§ TASK PROMPT:
Please reproduce the entries below exactly, starting at the first line and ending with the line that holds "use crate::spec::ScalarOccurrence;".

§ DATA TO EXAMINE:
//! In-memory cache of resolved scalar paths, keyed by query identity.

use std::num::NonZeroUsize;
use std::sync::Arc;

use lru::LruCache;
use parking_lot::Mutex;

use crate::spec::Query;
use crate::spec::QueryHash;
use crate::spec::ScalarOccurrence;

#[derive(Debug, Clone, Hash, PartialEq, Eq)]
struct ScalarPathsKey {
    query_hash: QueryHash,
    operation_name: Option<String>,
}

impl ScalarPathsKey {
    fn of(query: &Query) -> Self {
        Self {
            query_hash: query.hash(),
            operation_name: query.operation_name().map(str::to_string),
        }
    }
}

/// Scalar occurrences of the queries seen so far.
///
/// Entries are only valid for the schema and transform table they were resolved
/// with, so a cache is owned by a single exchange and never shared.
pub(crate) struct ScalarPathsCache {
    inner: Mutex<LruCache<ScalarPathsKey, Arc<Vec<ScalarOccurrence>>>>,
}

impl ScalarPathsCache {
    pub(crate) fn new(limit: NonZeroUsize) -> Self {
        Self {
            inner: Mutex::new(LruCache::new(limit)),
        }
    }

    /// Returns the cached occurrences of `query`, resolving them with `resolve`
    /// on a miss.
    ///
    /// The lock is not held while resolving: concurrent misses on the same query
    /// both resolve it, and store equal results.
    pub(crate) fn get_or_resolve(
        &self,
        query: &Query,
        resolve: impl FnOnce() -> Vec<ScalarOccurrence>,
    ) -> Arc<Vec<ScalarOccurrence>> {
        let key = ScalarPathsKey::of(query);
        if let Some(occurrences) = self.inner.lock().get(&key) {
            tracing::trace!(query.hash = %key.query_hash, "scalar paths cache hit");
            return occurrences.clone();
        }

        tracing::trace!(query.hash = %key.query_hash, "scalar paths cache miss");
        let occurrences = Arc::new(resolve());
        self.inner.lock().put(key, occurrences.clone());
        occurrences
    }

    #[cfg(test)]
    pub(crate) fn len(&self) -> usize {
        self.inner.lock().len()
    }
}
use crate::{app::CleanerState, inspector};

pub fn update(state: &mut CleanerState, ui: &mut imgui::Ui) -> anyhow::Result<()> {
    inspector::draw(ui, state);

    Ok(())
}
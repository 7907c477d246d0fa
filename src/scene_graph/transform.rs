use glam::{Mat4, Quat, Vec3};
use std::cell::Cell;

#[derive(Debug, Clone)]
pub struct Transform {
    translation: Vec3,
    rotation: Quat,
    scale: Vec3,

    local_matrix: Cell<Mat4>,
    world_matrix: Cell<Mat4>,
    local_dirty: Cell<bool>,
    world_dirty: Cell<bool>,
}

impl Transform {
    pub fn from_translation(translation: Vec3) -> Self {
        Self::from_scale_rotation_translation(Vec3::ONE, Quat::IDENTITY, translation)
    }

    pub fn from_scale_rotation_translation(scale: Vec3, rotation: Quat, translation: Vec3) -> Self {
        Self {
            translation,
            rotation,
            scale,
            local_matrix: Cell::new(Mat4::IDENTITY),
            world_matrix: Cell::new(Mat4::IDENTITY),
            local_dirty: Cell::new(true),
            world_dirty: Cell::new(true),
        }
    }

    pub fn get_local_matrix(&self) -> Mat4 {
        if self.local_dirty.get() {
            let matrix =
                Mat4::from_scale_rotation_translation(self.scale, self.rotation, self.translation);

            self.local_matrix.set(matrix);
            self.local_dirty.set(false);
            self.invalidate_world();
        }

        self.local_matrix.get()
    }

    /// Cached world matrix. Only meaningful while `is_world_dirty` is false.
    pub fn get_world_matrix(&self) -> Mat4 {
        self.world_matrix.get()
    }

    pub fn set_world_matrix(&self, world_matrix: Mat4) {
        self.world_matrix.set(world_matrix);
        self.world_dirty.set(false);
    }

    pub fn invalidate_local(&self) {
        self.local_dirty.set(true);
        self.world_dirty.set(true);
    }

    pub fn invalidate_world(&self) {
        self.world_dirty.set(true);
    }

    pub fn is_world_dirty(&self) -> bool {
        self.world_dirty.get()
    }

    pub fn set_transform(&mut self, translation: Vec3, rotation: Quat, scale: Vec3) {
        self.translation = translation;
        self.rotation = rotation;
        self.scale = scale;
        self.invalidate_local();
    }

    /// Decomposes an affine matrix. Shear is not representable and is lost.
    pub fn set_local_matrix(&mut self, matrix: Mat4) {
        let (scale, rotation, translation) = matrix.to_scale_rotation_translation();
        self.set_transform(translation, rotation, scale);
    }

    pub fn translation(&self) -> Vec3 {
        self.translation
    }

    pub fn rotation(&self) -> Quat {
        self.rotation
    }

    pub fn scale(&self) -> Vec3 {
        self.scale
    }
}

impl Default for Transform {
    fn default() -> Self {
        Self::from_translation(Vec3::ZERO)
    }
}

#[cfg(test)]
mod tests {
    use super::*;

    #[test]
    fn local_matrix_tracks_setters() {
        let mut transform = Transform::from_translation(Vec3::new(1.0, 2.0, 3.0));
        assert_eq!(
            transform.get_local_matrix(),
            Mat4::from_translation(Vec3::new(1.0, 2.0, 3.0))
        );

        transform.set_transform(Vec3::new(1.0, 2.0, 3.0), Quat::IDENTITY, Vec3::splat(2.0));
        let expected = Mat4::from_scale_rotation_translation(
            Vec3::splat(2.0),
            Quat::IDENTITY,
            Vec3::new(1.0, 2.0, 3.0),
        );
        assert_eq!(transform.get_local_matrix(), expected);
        assert!(transform.is_world_dirty());
    }

    #[test]
    fn matrix_round_trip_keeps_non_uniform_scale() {
        let matrix = Mat4::from_scale_rotation_translation(
            Vec3::new(1.0, 2.0, 3.0),
            Quat::from_rotation_y(0.7),
            Vec3::new(-4.0, 0.5, 9.0),
        );

        let mut transform = Transform::default();
        transform.set_local_matrix(matrix);

        assert!(transform.scale().abs_diff_eq(Vec3::new(1.0, 2.0, 3.0), 1e-5));
        assert!(transform.get_local_matrix().abs_diff_eq(matrix, 1e-5));
    }

    #[test]
    fn set_world_matrix_clears_dirty_flag() {
        let transform = Transform::default();
        assert!(transform.is_world_dirty());

        transform.set_world_matrix(Mat4::from_translation(Vec3::X));

        assert!(!transform.is_world_dirty());
        assert_eq!(transform.get_world_matrix(), Mat4::from_translation(Vec3::X));
    }
}
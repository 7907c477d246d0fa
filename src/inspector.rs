use glam::EulerRot;
use imgui::{Condition, TreeNodeFlags, Ui};

use crate::{
    app::CleanerState,
    cleaner::{Command, Slot},
    scene_graph::{ObjectId, Scene},
};

const INFO_COLOR: [f32; 4] = [0.6, 0.6, 0.6, 1.0];
const WARNING_COLOR: [f32; 4] = [1.0, 0.75, 0.2, 1.0];

pub fn draw(ui: &Ui, state: &mut CleanerState) {
    ui.window("Hierarchy Cleaner")
        .size([460.0, 680.0], Condition::FirstUseEver)
        .position([16.0, 16.0], Condition::FirstUseEver)
        .build(|| {
            draw_info(ui, state);
            draw_control_variables(ui, state);
            draw_buttons(ui, state);
            ui.separator();
            draw_hierarchy(ui, &state.scene);
        });
}

fn draw_info(ui: &Ui, state: &CleanerState) {
    ui.text_colored(
        INFO_COLOR,
        "Assign 'Original', then run the steps in order. Step 0 creates the two destinations.",
    );

    for warning in state.slots.missing_slot_warnings(&state.scene) {
        ui.text_colored(WARNING_COLOR, warning);
    }
}

fn draw_control_variables(ui: &Ui, state: &mut CleanerState) {
    if !ui.collapsing_header("Control Variables", TreeNodeFlags::DEFAULT_OPEN) {
        return;
    }

    let ids: Vec<ObjectId> = state.scene.objects.iter().map(|(id, _)| id).collect();
    let names: Vec<String> = std::iter::once("<none>".to_string())
        .chain(ids.iter().map(|&id| object_label(&state.scene, id)))
        .collect();

    for slot in Slot::ALL {
        // Index 0 is the "<none>" entry.
        let mut current = state
            .slots
            .get(slot)
            .and_then(|id| ids.iter().position(|&other| other == id))
            .map_or(0, |index| index + 1);

        if ui.combo_simple_string(slot.label(), &mut current, &names) {
            state.slots.set(slot, current.checked_sub(1).map(|index| ids[index]));
        }
        if ui.is_item_hovered() {
            ui.tooltip_text(slot.tooltip());
        }
    }
}

fn draw_buttons(ui: &Ui, state: &mut CleanerState) {
    ui.spacing();

    for command in Command::ALL {
        if ui.button(command.label()) {
            if let Err(error) = state.execute(command) {
                log::debug!("{} failed: {error}", command.label());
            }
        }
        if ui.is_item_hovered() {
            ui.tooltip_text(command.tooltip());
        }
    }

    if let Some(status) = &state.status {
        ui.text_wrapped(status);
    }
}

fn draw_hierarchy(ui: &Ui, scene: &Scene) {
    if !ui.collapsing_header("Hierarchy", TreeNodeFlags::DEFAULT_OPEN) {
        return;
    }

    for root in scene.roots() {
        draw_object(ui, scene, root);
    }
}

fn draw_object(ui: &Ui, scene: &Scene, id: ObjectId) {
    let Some(object) = scene.get_object(id) else {
        return;
    };

    let label = match object.mesh(scene) {
        Some(mesh) => format!(
            "{} [{} vertices]##{}",
            object.name,
            mesh.vertex_count,
            id.index()
        ),
        None => format!("{}##{}", object.name, id.index()),
    };

    let mut flags = TreeNodeFlags::DEFAULT_OPEN | TreeNodeFlags::SPAN_AVAIL_WIDTH;
    if object.child_ids.is_empty() {
        flags |= TreeNodeFlags::LEAF;
    }

    let node = ui.tree_node_config(&label).flags(flags).push();
    if ui.is_item_hovered() {
        draw_transform_tooltip(ui, scene, id);
    }

    if let Some(_node) = node {
        for &child_id in &object.child_ids {
            draw_object(ui, scene, child_id);
        }
    }
}

fn draw_transform_tooltip(ui: &Ui, scene: &Scene, id: ObjectId) {
    let Some(object) = scene.get_object(id) else {
        return;
    };
    let transform = &object.transform;

    let (x, y, z) = transform.rotation().to_euler(EulerRot::XYZ);
    let world_position = scene.world_matrix(id).w_axis.truncate();

    ui.tooltip(|| {
        ui.text(format!("Local position: {:.3}", transform.translation()));
        ui.text(format!(
            "Local rotation: [{:.1}, {:.1}, {:.1}]",
            x.to_degrees(),
            y.to_degrees(),
            z.to_degrees()
        ));
        ui.text(format!("Local scale: {:.3}", transform.scale()));
        ui.text(format!("World position: {:.3}", world_position));

        ui.separator();
        ui.text(format!(
            "Parent: {}",
            object.parent(scene).map_or("<root>", |parent| parent.name.as_str())
        ));
        match object.mesh(scene) {
            Some(mesh) => ui.text(mesh.summary()),
            None => ui.text_colored(INFO_COLOR, "No mesh"),
        }
    });
}

fn object_label(scene: &Scene, id: ObjectId) -> String {
    scene
        .get_object(id)
        .map(|object| format!("{} (#{})", object.name, id.index()))
        .unwrap_or_default()
}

§ RESPONSE TO THIS TASK:
//! In-memory cache of resolved scalar paths, keyed by query identity.

use std::num::NonZeroUsize;
use std::sync::Arc;

use lru::LruCache;
use parking_lot::Mutex;

use crate::spec::Query;
use crate::spec::QueryHash;
use crate::spec::ScalarOccurrence;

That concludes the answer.